Questionado se a trilha com sucessos do axé pode ajudar o gênero a se levantar junto ao grande público, ele responde: “Não temos essa pretensão, mas se acontecer será ótimo. Música nunca é demais”.


Daniel Martins, doutor em sociologia pela Unicamp e pesquisador da cultura e da música baiana, diz ao Blog do Arcanjo no UOL que a exposição das músicas em horário nobre é benéfica para compositores, mas afirma: “Não creio que ajude o gênero a enfrentar uma possível crise”.

Ele explica por quê: “Ao serem reinterpretadas, as canções perderam muito da identidade do que se convencionou chamar de axé music. A releitura de ‘Me Abraça’ por Anavitória, por exemplo, é um belo trabalho, mas guarda pouco da energia eternizada por Ivete Sangalo nos idos de Banda Eva”, avalia.

“Em algumas, se a pessoa não conhece a versão original, dificilmente relacionará o que ouviu à axé music.
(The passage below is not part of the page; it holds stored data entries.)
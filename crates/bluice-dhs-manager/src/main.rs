// SPDX-License-Identifier: Apache-2.0 OR MIT
// Copyright (c) 2025-2026 naskel.com

//! Blu-Ice DHS Manager
//!
//! Listens for DHS hardware servers, attaches each one to its entry in the
//! roster and keeps a device registry per peer.
//!
//! # Usage
//!
//! ```bash
//! # Listen on the default port (14243) with a roster file
//! bluice-dhs-manager --config dhs.json
//!
//! # Write an example config and exit
//! bluice-dhs-manager --write-config dhs.json
//! ```

use bluice::{DhsAcceptor, DhsClient, DhsConfig};
use clap::Parser;
use std::path::PathBuf;
use std::sync::atomic::{AtomicBool, Ordering};
use std::sync::Arc;
use std::thread;
use std::time::{Duration, Instant};
use tracing::{error, info, warn, Level};

mod config;

use config::{ManagerConfig, OperationEntry, StringEntry};

/// Blu-Ice DHS Manager - routes hardware server connections to their registries
#[derive(Parser, Debug)]
#[command(name = "bluice-dhs-manager")]
#[command(author, version, about, long_about = None)]
struct Args {
    /// Configuration file (JSON format)
    #[arg(short, long)]
    config: Option<PathBuf>,

    /// TCP port to listen on (overrides the config file)
    #[arg(short, long)]
    port: Option<u16>,

    /// Bind address (overrides the config file)
    #[arg(short, long)]
    bind: Option<String>,

    /// Write an example configuration to this path and exit
    #[arg(long)]
    write_config: Option<PathBuf>,

    /// Log level (trace, debug, info, warn, error)
    #[arg(long, default_value = "info")]
    log_level: String,
}

fn example_config() -> ManagerConfig {
    let mut config = ManagerConfig::default();
    config.acceptor.peers = vec![DhsConfig::named("robot"), DhsConfig::named("detector")];
    config.strings = vec![StringEntry {
        peer: "robot".into(),
        name: "robot_status".into(),
        contents: "idle".into(),
    }];
    config.operations = vec![
        OperationEntry {
            peer: "robot".into(),
            name: "mountSample".into(),
        },
        OperationEntry {
            peer: "detector".into(),
            name: "collectFrame".into(),
        },
    ];
    config
}

fn build_peers(config: &ManagerConfig) -> bluice::Result<Vec<Arc<DhsClient>>> {
    let peers: Vec<Arc<DhsClient>> = config
        .acceptor
        .peers
        .iter()
        .map(|p| Arc::new(DhsClient::new(p.clone())))
        .collect();

    for entry in &config.strings {
        if let Some(p) = peers.iter().find(|p| p.name() == entry.peer) {
            p.register_string(&entry.name, &entry.contents)?;
        }
    }
    for entry in &config.operations {
        if let Some(p) = peers.iter().find(|p| p.name() == entry.peer) {
            p.register_operation(&entry.name)?;
        }
    }

    for p in &peers {
        p.start()?;
    }
    Ok(peers)
}

fn spawn_status_reporter(
    peers: Vec<Arc<DhsClient>>,
    interval: Duration,
    shutdown: Arc<AtomicBool>,
) -> std::io::Result<thread::JoinHandle<()>> {
    thread::Builder::new()
        .name("bluice-dhs-status".to_string())
        .spawn(move || {
            let mut last = Instant::now();
            while !shutdown.load(Ordering::SeqCst) {
                thread::sleep(Duration::from_millis(100));
                if last.elapsed() < interval {
                    continue;
                }
                last = Instant::now();
                let attached: Vec<&str> = peers
                    .iter()
                    .filter(|p| p.is_attached())
                    .map(|p| p.name())
                    .collect();
                info!(
                    "{}/{} peers attached: [{}]",
                    attached.len(),
                    peers.len(),
                    attached.join(", ")
                );
            }
        })
}

fn main() -> Result<(), Box<dyn std::error::Error>> {
    let args = Args::parse();

    let level = match args.log_level.as_str() {
        "trace" => Level::TRACE,
        "debug" => Level::DEBUG,
        "info" => Level::INFO,
        "warn" => Level::WARN,
        "error" => Level::ERROR,
        _ => Level::INFO,
    };
    // Also routes the library's `log` records
    tracing_subscriber::fmt()
        .with_max_level(level)
        .with_target(true)
        .with_thread_ids(true)
        .init();

    if let Some(path) = args.write_config {
        example_config().to_file(&path)?;
        info!("Example configuration written to {:?}", path);
        return Ok(());
    }

    let mut config = if let Some(config_path) = args.config {
        info!("Loading config from {:?}", config_path);
        ManagerConfig::from_file(&config_path)?
    } else {
        warn!("No config file given; every inbound peer will be rejected");
        ManagerConfig::default()
    };
    if let Some(port) = args.port {
        config.acceptor.port = port;
    }
    if let Some(bind) = args.bind {
        config.acceptor.bind_address = bind.parse()?;
    }
    config.validate()?;

    let peers = build_peers(&config)?;
    let acceptor = DhsAcceptor::bind(&config.acceptor, peers.clone())?;
    let addr = acceptor.local_addr()?;

    info!("+----------------------------------------------------+");
    info!(
        "|       Blu-Ice DHS Manager v{}                  |",
        env!("CARGO_PKG_VERSION")
    );
    info!("+----------------------------------------------------+");
    info!("|  Bind:    {:40} |", addr);
    info!("|  Peers:   {:40} |", peers.len());
    info!(
        "|  Entries: {:40} |",
        config.strings.len() + config.operations.len()
    );
    info!("+----------------------------------------------------+");

    let shutdown = acceptor.shutdown_flag();
    let flag = Arc::clone(&shutdown);
    ctrlc::set_handler(move || {
        flag.store(true, Ordering::SeqCst);
    })?;

    let reporter = if config.status_interval_secs > 0 {
        Some(spawn_status_reporter(
            peers.clone(),
            Duration::from_secs(config.status_interval_secs),
            Arc::clone(&shutdown),
        )?)
    } else {
        None
    };

    acceptor.run();
    info!("Shutdown signal received, closing peers...");

    if let Some(reporter) = reporter {
        if reporter.join().is_err() {
            error!("status reporter panicked");
        }
    }
    for peer in &peers {
        if let Err(e) = peer.close() {
            warn!("closing '{}': {}", peer.name(), e);
        }
    }

    info!("DHS manager stopped");
    Ok(())
}
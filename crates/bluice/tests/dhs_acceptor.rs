// SPDX-License-Identifier: Apache-2.0 OR MIT
// Copyright (c) 2025-2026 naskel.com

#![allow(clippy::float_cmp)] // Test assertions with constants

//! Inbound hardware peers through the DHS acceptor.

use bluice::protocol::{self, LEGACY_FRAME_SIZE};
use bluice::{AcceptorConfig, DhsAcceptor, DhsClient, DhsConfig, MotorAdapter, MotorSettings};
use std::io::Write;
use std::net::{SocketAddr, TcpStream};
use std::sync::{Arc, Mutex};
use std::thread;
use std::time::{Duration, Instant};

/// Motor adapter that records motion callbacks.
struct RecordingStage {
    settings: MotorSettings,
    motion: Mutex<Vec<(f64, bool)>>,
}

impl MotorAdapter for RecordingStage {
    fn motor_settings(&self) -> MotorSettings {
        self.settings
    }

    fn motion_changed(&self, position: f64, moving: bool) {
        self.motion.lock().unwrap().push((position, moving));
    }
}

fn wait_until(mut f: impl FnMut() -> bool) -> bool {
    let deadline = Instant::now() + Duration::from_secs(5);
    while Instant::now() < deadline {
        if f() {
            return true;
        }
        thread::sleep(Duration::from_millis(10));
    }
    false
}

fn acceptor_config() -> AcceptorConfig {
    AcceptorConfig {
        bind_address: "127.0.0.1".parse().unwrap(),
        port: 0,
        handshake_timeout_secs: 2.0,
        peers: Vec::new(),
    }
}

/// Connect as a hardware peer and answer the client-type request.
fn hardware_login(addr: SocketAddr, reply: &str) -> TcpStream {
    let mut stream = TcpStream::connect(addr).unwrap();
    stream
        .set_read_timeout(Some(Duration::from_secs(5)))
        .unwrap();
    let request = protocol::read_legacy(&mut stream, LEGACY_FRAME_SIZE).unwrap();
    assert_eq!(request, "stoc_send_client_type");
    protocol::write_legacy(&mut stream, reply, LEGACY_FRAME_SIZE).unwrap();
    stream
}

fn next_text(stream: &mut TcpStream) -> String {
    protocol::read_frame(stream, 10_000).unwrap().text
}

#[test]
fn test_peer_attach_register_and_configure() {
    let robot = Arc::new(DhsClient::new(DhsConfig::named("robot")));
    let stage = Arc::new(RecordingStage {
        settings: MotorSettings {
            position: 1.5,
            upper_limit: 10.0,
            lower_limit: -10.0,
            scale_factor: 200.0,
            speed: 5.0,
            ..Default::default()
        },
        motion: Mutex::new(Vec::new()),
    });
    let adapter: Arc<dyn MotorAdapter> = stage.clone();
    robot.register_motor("sample_x", &adapter).unwrap();
    robot.start().unwrap();

    let acceptor = DhsAcceptor::bind(&acceptor_config(), vec![Arc::clone(&robot)]).unwrap();
    let addr = acceptor.local_addr().unwrap();
    let handle = acceptor.spawn().unwrap();

    let mut peer = hardware_login(addr, "htos_client_is_hardware robot 2");
    assert_eq!(next_text(&mut peer), "stoh_register_real_motor sample_x robot");
    assert!(wait_until(|| robot.is_attached()));

    protocol::write_frame(&mut peer, "htos_send_configuration sample_x", &[]).unwrap();
    assert_eq!(
        next_text(&mut peer),
        "stoh_configure_real_motor sample_x robot sample_x 1.5 10 -10 200 5 0 0 0 0 0 0 0"
    );

    protocol::write_frame(&mut peer, "htos_update_motor_position sample_x 2.25", &[]).unwrap();
    protocol::write_frame(&mut peer, "htos_motor_move_completed sample_x 3 normal", &[]).unwrap();
    assert!(wait_until(|| stage.motion.lock().unwrap().len() == 2));
    assert_eq!(
        *stage.motion.lock().unwrap(),
        vec![(2.25, true), (3.0, false)]
    );

    handle.shutdown(Duration::from_secs(5)).unwrap();
    robot.close().unwrap();
}

#[test]
fn test_unknown_peer_rejected_and_loop_survives() {
    let detector = Arc::new(DhsClient::new(DhsConfig::named("detector")));
    detector.register_operation("collectFrame").unwrap();

    let acceptor = DhsAcceptor::bind(&acceptor_config(), vec![Arc::clone(&detector)]).unwrap();
    let addr = acceptor.local_addr().unwrap();
    let handle = acceptor.spawn().unwrap();

    // Not in the roster: the acceptor hangs up
    let mut stranger = hardware_login(addr, "htos_client_is_hardware stranger 2");
    assert!(protocol::read_frame(&mut stranger, 10_000).is_err());

    // Wrong client type
    let mut gui = hardware_login(addr, "htos_client_is_gui user sid host :0");
    assert!(protocol::read_frame(&mut gui, 10_000).is_err());

    // A silent peer times out without blocking the next one for long
    let silent = TcpStream::connect(addr).unwrap();

    let mut peer = hardware_login(addr, "htos_client_is_hardware detector");
    assert_eq!(
        next_text(&mut peer),
        "stoh_register_operation collectFrame detector"
    );
    assert!(detector.is_attached());

    drop(silent);
    handle.shutdown(Duration::from_secs(5)).unwrap();
}

#[test]
fn test_reattach_replaces_socket() {
    let robot = Arc::new(DhsClient::new(DhsConfig::named("robot")));
    robot.register_string("robot_state", "idle").unwrap();
    robot.start().unwrap();

    let acceptor = DhsAcceptor::bind(&acceptor_config(), vec![Arc::clone(&robot)]).unwrap();
    let addr = acceptor.local_addr().unwrap();
    let handle = acceptor.spawn().unwrap();

    let mut first = hardware_login(addr, "htos_client_is_hardware robot 2");
    assert_eq!(next_text(&mut first), "stoh_register_string robot_state robot");

    let mut second = hardware_login(addr, "htos_client_is_hardware robot 2");
    assert_eq!(next_text(&mut second), "stoh_register_string robot_state robot");

    // The old socket was shut down by the re-attach
    assert!(protocol::read_frame(&mut first, 10_000).is_err());

    protocol::write_frame(&mut second, "htos_set_string_completed robot_state robot busy", &[])
        .unwrap();
    let h = robot
        .connection()
        .find(bluice::DeviceKind::String, "robot_state")
        .unwrap();
    assert!(wait_until(|| {
        robot
            .connection()
            .with_device(h, |d| d.string().unwrap().contents.clone())
            .unwrap()
            == "busy"
    }));

    handle.shutdown(Duration::from_secs(5)).unwrap();
    robot.close().unwrap();
}

#[test]
fn test_trickling_peer_does_not_hold_the_loop() {
    let robot = Arc::new(DhsClient::new(DhsConfig::named("robot")));
    robot.register_operation("mountSample").unwrap();
    robot.start().unwrap();

    let config = AcceptorConfig {
        handshake_timeout_secs: 0.5,
        ..acceptor_config()
    };
    let acceptor = DhsAcceptor::bind(&config, vec![Arc::clone(&robot)]).unwrap();
    let addr = acceptor.local_addr().unwrap();
    let handle = acceptor.spawn().unwrap();

    // One byte every 300 ms would take a minute to fill the reply frame
    let slow = thread::spawn(move || {
        let mut stream = TcpStream::connect(addr).unwrap();
        stream
            .set_read_timeout(Some(Duration::from_secs(5)))
            .unwrap();
        protocol::read_legacy(&mut stream, LEGACY_FRAME_SIZE).unwrap();
        for byte in b"htos_client_is_hardware robot 2" {
            if stream.write_all(&[*byte]).is_err() {
                break;
            }
            thread::sleep(Duration::from_millis(300));
        }
    });
    thread::sleep(Duration::from_millis(100));

    let start = Instant::now();
    let mut peer = hardware_login(addr, "htos_client_is_hardware robot 2");
    assert!(start.elapsed() < Duration::from_secs(2));
    assert_eq!(
        next_text(&mut peer),
        "stoh_register_operation mountSample robot"
    );

    slow.join().unwrap();
    handle.shutdown(Duration::from_secs(5)).unwrap();
    robot.close().unwrap();
}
Talvez uma releitura pelos intérpretes originais fosse mais interessante”, opina o sociólogo.

Uma faixa da trilha agradou o estudioso: “Um Canto de Afoxé para o Bloco do Ilê”, feita por Caetano Veloso, autor da versão original, agora ao lado dos filhos Tom, Zeca e Moreno. “Quem sabe se tivéssemos o Olodum revisitando “Vem Meu Amor” ou a Timbalada nos apresentando uma nova roupagem para “Beija-Flor”, alcançaríamos ambos os objetivos?”, deixa no ar.

“De todo modo, não deixa de ser uma iniciativa interessante o resgate de tais canções, mesmo que pelas vozes de novos intérpretes. A chamada axé music produziu um cancioneiro vasto e de grande qualidade que merece ser revisitado e observado com outros olhos”, fala o pesquisador.

Martins guarda um elogio à trilha: “Vale ressaltar a grande sensibilidade com que foi tratada a música baiana, ao reunirem em uma mesma trilha sonora Gal, Caetano, Gil, Armandinho, Moraes Moreira, Magareth Menezes, Netinho, Daniela Mercury e BaianaSystem. Fica evidente como os velhos, novos e novíssimos baianos são capazes de conversar muito bem entre si e com a geração que está chegando agora”, finaliza. Afinal, todos têm a tal baianidade nagô, eternizada poeticamente naquela canção-hino do Carnaval da Bahia.